Article and Photography by Richard Butschi
In 1963, Chevrolet introduced their second generation pickups as “C/K”s, which indicated that there were really 2 lines. The “C” pickups were 2-wheel drive, while the “K” models were 4-wheel drive. The numbers 10, 20 and 30 indicated whether they were 1/2T, 3/4T or 1 ton trucks. The first generation trucks used 3100, 3200 and 3300 to designate their hauling capacity. In ‘67, GM dubbed the new line as the “Action Line” - indicating modern styling and something other than a utility vehicle. The C/K label was used until 1999, when the Silverado was introduced.
The Action Line vehicles were good looking pickups and caught the eye of a young Danny Vandaver, growing up in Rowley, IA. A friend of his had one, and at age 12, he vowed that he would someday have one just like it. Of course, life gets in the way, and it was only 5 years ago that Vandaver tracked one down in Marion, this one being a 3/4T truck instead of a 1/2T, like his friend had. The previous owner had inherited it from his late father and had plans to restore it, eventually.
Vandaver has the skills to take on a major project like this and works with Dave Reed of Dave’s Service Shop in Alburnett. Danny did all of the work on this Cheyenne, other than the engine, which was built by Bill Barthelmes of Central City. As the badging on the fender reads, it is a “454” making close to 490 hp. It hooks up to a 350 TH 3-speed automatic transmission, that was gone through by the previous owner. The ‘72 has power steering and brakes (discs up front with drums on the rear), factory a/c , but no tilt wheel or cruise control. Vandaver removed the body, sandblasted and painted the frame, which then got an 8” chassis lift and later a 3” body lift. Adding that height to the 38” diameter Super Swamper tires and it’s quite a jump to the door sills.

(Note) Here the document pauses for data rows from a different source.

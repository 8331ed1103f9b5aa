//! Writes rendered routes and `manifest.json` to an output directory.

use std::fs;
use std::path::Path;

use anyhow::{Context, Result};
use serde::Serialize;
use tracing::{debug, info};

use medical_portal::content::{Affordance, CTA_ACTION, FEATURES, Feature, HERO_ACTIONS, STEPS, Step};
use medical_portal::routes::{self, Page};
use medical_portal::{DocumentOptions, RenderError, render_document};

pub const MANIFEST_FILE: &str = "manifest.json";

#[derive(Debug, Serialize)]
pub struct Manifest {
    pub routes: Vec<ExportedRoute>,
    pub features: &'static [Feature],
    pub steps: &'static [Step],
    /// Hero actions followed by the call-to-action
    pub actions: Vec<Affordance>,
}

#[derive(Debug, Serialize)]
pub struct ExportedRoute {
    pub path: String,
    /// Relative to the output directory, `/` separated
    pub file: String,
    pub page: Page,
}

/// `/` -> `index.html`, `/home` -> `home/index.html`.
pub fn file_for(path: &str) -> String {
    let trimmed = path.trim_matches('/');
    if trimmed.is_empty() {
        "index.html".into()
    } else {
        format!("{trimmed}/index.html")
    }
}

/// Render all `paths` before writing anything, so an unknown route leaves
/// `out_dir` untouched. Paths are reduced to their route table entry, so
/// `/home/?ref=mail` and `/home` both export once, as `/home`.
pub fn export(paths: &[String], options: &DocumentOptions, out_dir: &Path) -> Result<Manifest> {
    let mut rendered: Vec<(&'static str, Page, String)> = Vec::with_capacity(paths.len());
    for path in paths {
        let (route, page) = routes::canonical(path)
            .ok_or_else(|| RenderError::UnknownRoute(path.clone()))?;
        if rendered.iter().any(|(seen, _, _)| *seen == route) {
            debug!(path, route, "already rendered");
            continue;
        }
        let html = render_document(route, options)?;
        debug!(path, route, bytes = html.len(), "rendered");
        rendered.push((route, page, html));
    }

    let mut manifest = Manifest {
        routes: Vec::with_capacity(rendered.len()),
        features: &FEATURES,
        steps: &STEPS,
        actions: HERO_ACTIONS.into_iter().chain([CTA_ACTION]).collect(),
    };
    for (route, page, html) in rendered {
        let file = file_for(route);
        write(&out_dir.join(&file), &html)?;
        info!("{route} -> {file}");
        manifest.routes.push(ExportedRoute {
            path: route.to_string(),
            file,
            page,
        });
    }

    let json = serde_json::to_string_pretty(&manifest).context("serializing manifest")?;
    write(&out_dir.join(MANIFEST_FILE), &json)?;
    Ok(manifest)
}

fn write(target: &Path, contents: &str) -> Result<()> {
    if let Some(parent) = target.parent() {
        fs::create_dir_all(parent)
            .with_context(|| format!("creating {}", parent.display()))?;
    }
    fs::write(target, contents).with_context(|| format!("writing {}", target.display()))
}

#[cfg(test)]
mod tests {
    use super::*;

    #[test]
    fn file_names_follow_paths() {
        assert_eq!(file_for("/"), "index.html");
        assert_eq!(file_for("/home"), "home/index.html");
        assert_eq!(file_for("/home/"), "home/index.html");
    }

    #[test]
    fn unknown_route_writes_nothing() {
        let dir = tempfile::tempdir().unwrap();
        let out = dir.path().join("out");
        let paths = vec!["/".to_string(), "/doctors".to_string()];

        let err = export(&paths, &DocumentOptions::default(), &out).unwrap_err();
        assert!(err.to_string().contains("/doctors"));
        assert!(!out.exists());
    }

    #[test]
    fn exports_every_route_with_manifest() {
        let dir = tempfile::tempdir().unwrap();
        let paths: Vec<String> = routes::ROUTES.iter().map(|(p, _)| p.to_string()).collect();

        let manifest = export(&paths, &DocumentOptions::default(), dir.path()).unwrap();
        assert_eq!(manifest.routes.len(), 2);

        let index = fs::read_to_string(dir.path().join("index.html")).unwrap();
        let home = fs::read_to_string(dir.path().join("home/index.html")).unwrap();
        assert_eq!(index, home);

        let json: serde_json::Value =
            serde_json::from_str(&fs::read_to_string(dir.path().join(MANIFEST_FILE)).unwrap())
                .unwrap();
        assert_eq!(json["routes"][1]["file"], "home/index.html");
        assert_eq!(json["routes"][0]["page"], "home");
        assert_eq!(json["features"].as_array().unwrap().len(), 4);
        assert_eq!(json["steps"].as_array().unwrap().len(), 3);

        let actions = json["actions"].as_array().unwrap();
        assert_eq!(actions.len(), 3);
        assert_eq!(actions[1]["label"], "Browse Doctors");
        assert_eq!(actions[1]["target"], "doctors");
        assert_eq!(actions[2]["variant"], "light");
    }

    #[test]
    fn query_and_trailing_slash_export_under_route_name() {
        let dir = tempfile::tempdir().unwrap();
        let paths = vec!["/home?ref=mail".to_string(), "/#top".to_string()];

        let manifest = export(&paths, &DocumentOptions::default(), dir.path()).unwrap();
        let exported: Vec<_> = manifest
            .routes
            .iter()
            .map(|r| (r.path.as_str(), r.file.as_str()))
            .collect();
        assert_eq!(exported, [("/home", "home/index.html"), ("/", "index.html")]);
        assert!(dir.path().join("home/index.html").exists());
        assert!(!dir.path().join("home?ref=mail").exists());
    }

    #[test]
    fn duplicate_routes_export_once() {
        let dir = tempfile::tempdir().unwrap();
        let paths: Vec<String> = ["/home/", "/home", "/home?x=1", "/"]
            .iter()
            .map(|p| p.to_string())
            .collect();

        let manifest = export(&paths, &DocumentOptions::default(), dir.path()).unwrap();
        let files: Vec<_> = manifest.routes.iter().map(|r| r.file.as_str()).collect();
        assert_eq!(files, ["home/index.html", "index.html"]);
    }
}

The body needed quite a bit of work. The box was trashed, but a one was found in Wisconsin in pristine condition. The floor of the cab presented the biggest problem – keeping it square while installing the new one. Vandaver also installed new cab corners and rocker panels, along with new doors and 4 new wheel wells. The defining touch is the bright Hugger Orange paint, complemented with white.
Apparently, car-building skills run in the family, as Danny’s brother, Rob, of Mauston, WS, produces some outstanding vehicles. He currently is working on a ‘67 Chevelle for Danny’s wife, Ruby, owner of Rubies’ Bar in uptown Center Point. It will sport a 383 “stroker” engine, making about 500 hp and will be painted a beautiful deep red. Vandaver will help with the project and figures it should be cruisin’ the streets of CP, by springtime. Danny and Ruby love to parade the Cheyenne, showing it off and tossing candy to the kids, but it sounds like they may be driving separately in future parades.
Vandaver recently reconnected with the previous owner in Marion, taking the almost-completed ‘72 there for a quick drive and a once-over. Before parting ways again, the former owner asked if Danny would be willing to sell it back to him. “Sure!”, Vandaver replied, adding the dollar amount it would take. The former owner paused, and said that he would give it some serious thought. In the meantime, Vandaver will enjoy showing, driving and parading the two-toned beauty. And as he says, “money talks”. Like many car guys, he’s willing to sell and find another project to work on. That’s where the true enjoyment is found.